# Sentiment Analysis - Classical Machine Learning Models

**Notebook 2 of 4**: Classical ML Approaches

**Author**: Aayush  
**Date**: December 24, 2025

---

## Notebook Overview

This notebook implements and evaluates classical machine learning models for sentiment classification:

1. **Feature Engineering**: TF-IDF vectorization
2. **Model Training**: Logistic Regression, Naive Bayes, SVM, Random Forest
3. **Model Evaluation**: Comprehensive metrics and comparisons
4. **Feature Analysis**: Understanding important predictive features

**Models Implemented**:
- Logistic Regression
- Multinomial Naive Bayes
- Support Vector Machine (Linear)
- Random Forest Classifier

## 1. Import Required Libraries

In [None]:
# Data manipulation
import pandas as pd
import numpy as np
import os
import warnings
warnings.filterwarnings('ignore')

# Visualization
import matplotlib.pyplot as plt
import seaborn as sns

# Machine Learning
from sklearn.feature_extraction.text import TfidfVectorizer, CountVectorizer
from sklearn.model_selection import train_test_split, cross_val_score, GridSearchCV
from sklearn.linear_model import LogisticRegression
from sklearn.naive_bayes import MultinomialNB
from sklearn.svm import LinearSVC
from sklearn.ensemble import RandomForestClassifier

# Metrics
from sklearn.metrics import (
    accuracy_score, precision_score, recall_score, f1_score,
    classification_report, confusion_matrix, roc_auc_score, roc_curve
)

# Model persistence
import joblib
from datetime import datetime

# Set random seed
np.random.seed(42)

# Set plot style
plt.style.use('seaborn-v0_8-darkgrid')
sns.set_palette("husl")

print("All libraries imported successfully!")
print(f"Timestamp: {datetime.now().strftime('%Y-%m-%d %H:%M:%S')}")

## 2. Load Processed Data

Load the preprocessed data from Notebook 1.

In [None]:
# Load processed data
train_df = pd.read_csv('../data/processed/train_processed.csv')
test_df = pd.read_csv('../data/processed/test_processed.csv')

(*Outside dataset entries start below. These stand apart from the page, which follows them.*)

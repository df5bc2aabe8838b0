//! Tiered TTL cache for entry metadata, directory listings and file bodies.
//!
//! The cache is the synchronous-response buffer of the projection: kernel
//! callbacks must answer within bounded latency, so everything the async
//! side learns is parked here and read back under a shared lock. Three
//! keyed stores exist because the three consumers (placeholder resolution,
//! enumeration, data delivery) have different value shapes and lifetimes.

use std::collections::HashMap;
use std::sync::atomic::{AtomicU64, Ordering};
use std::time::{Duration, Instant};

use parking_lot::RwLock;

use crate::config::DEFAULT_CACHE_TTL;
use crate::types::{DirListing, FileContent, FileInfo, VaultPath};

/// File bodies above this size are not retained.
pub const MAX_CACHED_CONTENT: usize = 1024 * 1024;

/// An expired-entry sweep runs after this many info-set operations.
const SWEEP_EVERY_INFO_SETS: u64 = 100;

/// A sweep also runs whenever a map grows past this many entries.
const SOFT_ENTRY_CEILING: usize = 4096;

struct Timed<T> {
    value: T,
    stamp: Instant,
}

impl<T> Timed<T> {
    fn new(value: T) -> Self {
        Timed {
            value,
            stamp: Instant::now(),
        }
    }

    fn is_live(&self, ttl: Duration) -> bool {
        self.stamp.elapsed() < ttl
    }
}

/// Point-in-time cache counters.
#[derive(Debug, Clone, Copy, PartialEq, Eq, Default)]
pub struct CacheStats {
    pub hits: u64,
    pub misses: u64,
    pub entries: usize,
    pub estimated_bytes: usize,
}

/// Thread-safe, TTL-bounded cache with separate keyed stores for file info,
/// directory listings and file content.
pub struct ContentCache {
    info: RwLock<HashMap<VaultPath, Timed<FileInfo>>>,
    listings: RwLock<HashMap<VaultPath, Timed<DirListing>>>,
    content: RwLock<HashMap<VaultPath, Timed<FileContent>>>,
    ttl: RwLock<Duration>,
    hits: AtomicU64,
    misses: AtomicU64,
    info_sets: AtomicU64,
}

impl Default for ContentCache {
    fn default() -> Self {
        Self::new(DEFAULT_CACHE_TTL)
    }
}

impl ContentCache {
    pub fn new(ttl: Duration) -> Self {
        ContentCache {
            info: RwLock::new(HashMap::new()),
            listings: RwLock::new(HashMap::new()),
            content: RwLock::new(HashMap::new()),
            ttl: RwLock::new(ttl),
            hits: AtomicU64::new(0),
            misses: AtomicU64::new(0),
            info_sets: AtomicU64::new(0),
        }
    }

    /// Changes the liveness window for subsequent reads.
    pub fn set_ttl(&self, ttl: Duration) {
        *self.ttl.write() = ttl;
    }

    fn current_ttl(&self) -> Duration {
        *self.ttl.read()
    }

    pub fn set_info(&self, path: VaultPath, info: FileInfo) {
        self.info.write().insert(path, Timed::new(info));
        let sets = self.info_sets.fetch_add(1, Ordering::Relaxed) + 1;
        if sets % SWEEP_EVERY_INFO_SETS == 0 || self.info.read().len() > SOFT_ENTRY_CEILING {
            self.sweep_expired();
        }
    }

    pub fn get_info(&self, path: &VaultPath) -> Option<FileInfo> {
        self.lookup(&self.info, path)
    }

    /// Stores a listing; the replacement is atomic, readers never observe a
    /// partially updated listing.
    pub fn set_listing(&self, path: VaultPath, listing: DirListing) {
        self.listings.write().insert(path, Timed::new(listing));
    }

    pub fn get_listing(&self, path: &VaultPath) -> Option<DirListing> {
        self.lookup(&self.listings, path)
    }

    /// Stores file content. Writes above [`MAX_CACHED_CONTENT`] are silently
    /// ignored to bound memory.
    pub fn set_content(&self, path: VaultPath, content: FileContent) {
        if content.len() > MAX_CACHED_CONTENT {
            tracing::debug!(%path, size = content.len(), "content above cache ceiling, not retained");
            return;
        }
        self.content.write().insert(path, Timed::new(content));
    }

    pub fn get_content(&self, path: &VaultPath) -> Option<FileContent> {
        self.lookup(&self.content, path)
    }

    fn lookup<T: Clone>(
        &self,
        map: &RwLock<HashMap<VaultPath, Timed<T>>>,
        path: &VaultPath,
    ) -> Option<T> {
        let guard = map.read();
        match guard.get(path) {
            Some(entry) if entry.is_live(self.current_ttl()) => {
                self.hits.fetch_add(1, Ordering::Relaxed);
                Some(entry.value.clone())
            }
            _ => {
                self.misses.fetch_add(1, Ordering::Relaxed);
                None
            }
        }
    }

    /// Removes `path` from all three maps and drops the cached listing of
    /// its parent, whose snapshot no longer reflects the child. Idempotent.
    pub fn invalidate(&self, path: &VaultPath) {
        self.info.write().remove(path);
        self.listings.write().remove(path);
        self.content.write().remove(path);
        if let Some(parent) = path.parent() {
            self.listings.write().remove(&parent);
        }
    }

    /// Clears all maps.
    pub fn invalidate_all(&self) {
        self.info.write().clear();
        self.listings.write().clear();
        self.content.write().clear();
    }

    /// Drops expired entries from all maps.
    pub fn sweep_expired(&self) {
        let ttl = self.current_ttl();
        self.info.write().retain(|_, e| e.is_live(ttl));
        self.listings.write().retain(|_, e| e.is_live(ttl));
        self.content.write().retain(|_, e| e.is_live(ttl));
    }

    pub fn stats(&self) -> CacheStats {
        let info = self.info.read();
        let listings = self.listings.read();
        let content = self.content.read();

        let estimated_bytes = info
            .values()
            .map(|e| std::mem::size_of::<FileInfo>() + e.value.name.len())
            .sum::<usize>()
            + listings
                .values()
                .map(|e| e.value.estimated_bytes())
                .sum::<usize>()
            + content.values().map(|e| e.value.len()).sum::<usize>();

        CacheStats {
            hits: self.hits.load(Ordering::Relaxed),
            misses: self.misses.load(Ordering::Relaxed),
            entries: info.len() + listings.len() + content.len(),
            estimated_bytes,
        }
    }
}
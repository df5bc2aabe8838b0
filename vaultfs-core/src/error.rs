//! Error types for VaultFS.

use crate::types::VaultPath;
use thiserror::Error;

/// Comprehensive error type for VaultFS operations.
///
/// Projection callbacks never let one of these escape; the Windows layer
/// translates each variant into a platform status code.
#[derive(Debug, Error)]
pub enum VaultError {
    /// The path exists in neither the cache, the logical filesystem, nor the
    /// object store.
    #[error("Path not found: {path}")]
    NotFound {
        path: VaultPath,
    },

    /// A write-class operation was attempted against the read-only projection.
    #[error("Access denied for operation '{operation}' on path: {path}")]
    AccessDenied {
        path: VaultPath,
        operation: String,
    },

    /// A data request was accepted and will be completed later.
    #[error("I/O pending for path: {path}")]
    IoPending {
        path: VaultPath,
    },

    /// The provider is stopped or stopping.
    #[error("Provider is busy: {reason}")]
    Busy {
        reason: String,
    },

    /// The platform allocator refused a buffer.
    #[error("Out of memory allocating {requested} bytes")]
    OutOfMemory {
        requested: usize,
    },

    /// Invalid path provided.
    #[error("Invalid path '{path}': {reason}")]
    InvalidPath {
        path: String,
        reason: String,
    },

    /// Invalid configuration.
    #[error("Invalid configuration: {reason}")]
    InvalidConfig {
        reason: String,
    },

    /// I/O error from the underlying system.
    #[error("I/O error")]
    Io {
        #[from]
        #[source]
        source: std::io::Error,
    },

    /// Any other failure from the projection platform; the underlying code is
    /// attached for diagnostics.
    #[error("Platform error: {message} (code: {code:#010x})")]
    Platform {
        message: String,
        code: i32,
    },
}

impl VaultError {
    /// Shorthand for a [`VaultError::NotFound`] at `path`.
    pub fn not_found(path: impl Into<VaultPath>) -> Self {
        VaultError::NotFound { path: path.into() }
    }

    /// Shorthand for a denied write-class operation.
    pub fn denied(path: impl Into<VaultPath>, operation: impl Into<String>) -> Self {
        VaultError::AccessDenied {
            path: path.into(),
            operation: operation.into(),
        }
    }

    /// Returns true if this error means "the entry does not exist".
    pub fn is_not_found(&self) -> bool {
        matches!(self, VaultError::NotFound { .. })
    }
}

/// Result type alias for VaultFS operations.
pub type Result<T> = std::result::Result<T, VaultError>;

#[cfg(test)]
mod tests {
    use super::*;

    #[test]
    fn test_error_display() {
        let err = VaultError::not_found("/invites/iom_invite.txt");
        assert_eq!(err.to_string(), "Path not found: /invites/iom_invite.txt");

        let err = VaultError::denied("/chats", "pre-delete");
        assert_eq!(
            err.to_string(),
            "Access denied for operation 'pre-delete' on path: /chats"
        );

        let err = VaultError::Platform {
            message: "start virtualizing failed".to_string(),
            code: -2147024894,
        };
        assert!(err.to_string().contains("start virtualizing failed"));
    }

    #[test]
    fn test_io_error_conversion() {
        let io_err = std::io::Error::new(std::io::ErrorKind::NotFound, "no such file");
        let err: VaultError = io_err.into();
        assert!(matches!(err, VaultError::Io { .. }));
        assert!(!err.is_not_found());
    }

    #[test]
    fn test_is_not_found() {
        assert!(VaultError::not_found("/x").is_not_found());
        assert!(!VaultError::Busy { reason: "stopping".into() }.is_not_found());
    }
}
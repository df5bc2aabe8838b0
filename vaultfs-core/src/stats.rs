//! Running counters for the projection provider.

use std::sync::atomic::{AtomicU64, Ordering};

/// Provider-level statistics tracker.
///
/// All counters are monotonically increasing and updated with relaxed
/// atomics; readers get a point-in-time [`StatsSnapshot`].
#[derive(Debug, Default)]
pub struct ProviderStats {
    placeholder_queries: AtomicU64,
    enumerations: AtomicU64,
    file_reads: AtomicU64,
    bytes_served: AtomicU64,
    deferred_requests: AtomicU64,
    deferred_completions: AtomicU64,
    denied_writes: AtomicU64,
}

/// Point-in-time copy of the provider counters.
#[derive(Debug, Clone, Copy, PartialEq, Eq, Default)]
pub struct StatsSnapshot {
    pub placeholder_queries: u64,
    pub enumerations: u64,
    pub file_reads: u64,
    pub bytes_served: u64,
    pub deferred_requests: u64,
    pub deferred_completions: u64,
    pub denied_writes: u64,
}

impl ProviderStats {
    pub fn new() -> Self {
        Self::default()
    }

    pub fn record_placeholder_query(&self) {
        self.placeholder_queries.fetch_add(1, Ordering::Relaxed);
    }

    pub fn record_enumeration(&self) {
        self.enumerations.fetch_add(1, Ordering::Relaxed);
    }

    pub fn record_file_read(&self) {
        self.file_reads.fetch_add(1, Ordering::Relaxed);
    }

    pub fn add_bytes_served(&self, bytes: u64) {
        self.bytes_served.fetch_add(bytes, Ordering::Relaxed);
    }

    pub fn record_deferred_request(&self) {
        self.deferred_requests.fetch_add(1, Ordering::Relaxed);
    }

    pub fn record_deferred_completion(&self) {
        self.deferred_completions.fetch_add(1, Ordering::Relaxed);
    }

    pub fn record_denied_write(&self) {
        self.denied_writes.fetch_add(1, Ordering::Relaxed);
    }

    pub fn snapshot(&self) -> StatsSnapshot {
        StatsSnapshot {
            placeholder_queries: self.placeholder_queries.load(Ordering::Relaxed),
            enumerations: self.enumerations.load(Ordering::Relaxed),
            file_reads: self.file_reads.load(Ordering::Relaxed),
            bytes_served: self.bytes_served.load(Ordering::Relaxed),
            deferred_requests: self.deferred_requests.load(Ordering::Relaxed),
            deferred_completions: self.deferred_completions.load(Ordering::Relaxed),
            denied_writes: self.denied_writes.load(Ordering::Relaxed),
        }
    }
}

#[cfg(test)]
mod tests {
    use super::*;

    #[test]
    fn test_counters_accumulate() {
        let stats = ProviderStats::new();
        stats.record_file_read();
        stats.record_file_read();
        stats.add_bytes_served(3);
        stats.record_denied_write();

        let snap = stats.snapshot();
        assert_eq!(snap.file_reads, 2);
        assert_eq!(snap.bytes_served, 3);
        assert_eq!(snap.denied_writes, 1);
        assert_eq!(snap.enumerations, 0);
    }
}
#[cfg(test)]
mod tests {
    use super::*;
    use tempfile::TempDir;

    const HASH: &str = "0123456789abcdef0123456789abcdef0123456789abcdef0123456789abcdef";

    fn store_with(body: &[u8]) -> (TempDir, ObjectStore) {
        let dir = TempDir::new().unwrap();
        std::fs::create_dir_all(dir.path().join("objects")).unwrap();
        std::fs::write(dir.path().join("objects").join(HASH), body).unwrap();
        let store = ObjectStore::new(dir.path());
        (dir, store)
    }

    #[test]
    fn test_hash_validation() {
        assert!(is_object_hash(HASH));
        assert!(!is_object_hash("0123"));
        assert!(!is_object_hash(&"g".repeat(64)));
    }

    #[test]
    fn test_type_derivation() {
        assert_eq!(derive_kind(b"\x00\x01binary"), "BLOB");
        assert_eq!(derive_kind(b"  <html><body>hi"), "CLOB");
        assert_eq!(
            derive_kind(b"<div itemscope itemtype=\"//vault.example/Invite\">"),
            "Invite"
        );
    }

    #[test]
    fn test_object_directory_listing() {
        let (_dir, store) = store_with(b"hello");
        let listing = store
            .listing(&VaultPath::new(format!("/objects/{HASH}")))
            .unwrap();
        let names: Vec<_> = listing.entries().iter().map(|e| e.name.as_str()).collect();
        assert_eq!(names, vec![RAW_FILE, TYPE_FILE, PRETTY_FILE, JSON_FILE]);

        let raw = listing.find(RAW_FILE).unwrap();
        assert_eq!(raw.size, 5);
        assert!(raw.blob_direct);
        assert_eq!(raw.hash.as_deref(), Some(HASH));
    }

    #[test]
    fn test_area_listing_and_empty_store() {
        let (_dir, store) = store_with(b"hello");
        let listing = store.listing(&VaultPath::new("/objects")).unwrap();
        assert_eq!(listing.len(), 1);
        assert_eq!(listing.entries()[0].name, HASH);
        assert!(listing.entries()[0].is_directory);

        let empty = ObjectStore::new(TempDir::new().unwrap().path());
        assert!(empty
            .listing(&VaultPath::new("/objects"))
            .unwrap()
            .is_empty());
    }

    #[test]
    fn test_raw_and_pretty_content() {
        let (_dir, store) = store_with(b"hello");
        let raw = store
            .content(&VaultPath::new(format!("/objects/{HASH}/{RAW_FILE}")))
            .unwrap();
        assert_eq!(&raw.bytes[..], b"hello");
        assert_eq!(raw.hash.as_deref(), Some(HASH));

        let pretty = store
            .content(&VaultPath::new(format!("/objects/{HASH}/{PRETTY_FILE}")))
            .unwrap();
        assert!(pretty.bytes.starts_with(PRETTY_PREFIX));
        assert!(pretty.bytes.ends_with(PRETTY_SUFFIX));
    }

    #[test]
    fn test_json_summary_matches_advertised_size() {
        let (_dir, store) = store_with(b"hello");
        let info = store
            .info(&VaultPath::new(format!("/objects/{HASH}/{JSON_FILE}")))
            .unwrap();
        let content = store
            .content(&VaultPath::new(format!("/objects/{HASH}/{JSON_FILE}")))
            .unwrap();
        assert_eq!(info.size as usize, content.len());

        let parsed: serde_json::Value = serde_json::from_slice(&content.bytes).unwrap();
        assert_eq!(parsed["hash"], HASH);
        assert_eq!(parsed["size"], 5);
        assert_eq!(parsed["type"], "BLOB");
    }

    #[test]
    fn test_missing_object_is_not_found() {
        let (_dir, store) = store_with(b"hello");
        let missing = "f".repeat(64);
        let err = store
            .info(&VaultPath::new(format!("/objects/{missing}")))
            .unwrap_err();
        assert!(err.is_not_found());
    }

    #[test]
    fn test_memoization_survives_blob_removal() {
        let (dir, store) = store_with(b"hello");
        store
            .info(&VaultPath::new(format!("/objects/{HASH}")))
            .unwrap();
        std::fs::remove_file(dir.path().join("objects").join(HASH)).unwrap();
        // Metadata was memoized; the entry is still resolvable.
        assert!(store
            .info(&VaultPath::new(format!("/objects/{HASH}/{TYPE_FILE}")))
            .is_ok());
    }

    #[tokio::test]
    async fn test_filesystem_adapter() {
        let (_dir, store) = store_with(b"hello");
        let fs = ObjectStoreFileSystem::new(Arc::new(store));

        let children = fs.read_dir(&VaultPath::root()).await.unwrap();
        assert_eq!(children.len(), 1);

        let stat = fs
            .stat(&VaultPath::new(format!("/objects/{HASH}/{RAW_FILE}")))
            .await
            .unwrap();
        assert_eq!(stat.size, 5);
        assert_eq!(stat.is_directory, Some(false));

        let content = fs
            .read_file(&VaultPath::new(format!("/objects/{HASH}/{RAW_FILE}")))
            .await
            .unwrap();
        assert_eq!(&content.bytes[..], b"hello");
    }
}
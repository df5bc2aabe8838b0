//! Windows projection layer for VaultFS.
//!
//! Bridges the ProjFS callback protocol - synchronous, kernel-driven,
//! bounded-latency - onto the asynchronous logical filesystem from
//! `vaultfs-core`. The `projfs` module owns everything that touches the
//! platform API and only builds on Windows; the remaining modules hold the
//! callback-side state machines and are compiled and tested everywhere.

pub mod bridge;
pub mod error;
pub mod notify;
pub mod pending;
pub mod resolve;
pub mod session;

#[cfg(windows)]
pub mod projfs;

pub use bridge::AsyncBridge;
pub use error::{ProviderError, ProviderResult};

#[cfg(windows)]
pub use projfs::provider::VirtualizationHost;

print(f"Data loaded successfully!")
print(f"\nTraining set shape: {train_df.shape}")
print(f"Test set shape: {test_df.shape}")

# Prepare features and labels
X_train = train_df['cleaned_text']
y_train = train_df['label']
X_test = test_df['cleaned_text']
y_test = test_df['label']

print(f"\nClass distribution:")
print(f"Training - Positive: {(y_train==1).sum()}, Negative: {(y_train==0).sum()}")
print(f"Test - Positive: {(y_test==1).sum()}, Negative: {(y_test==0).sum()}")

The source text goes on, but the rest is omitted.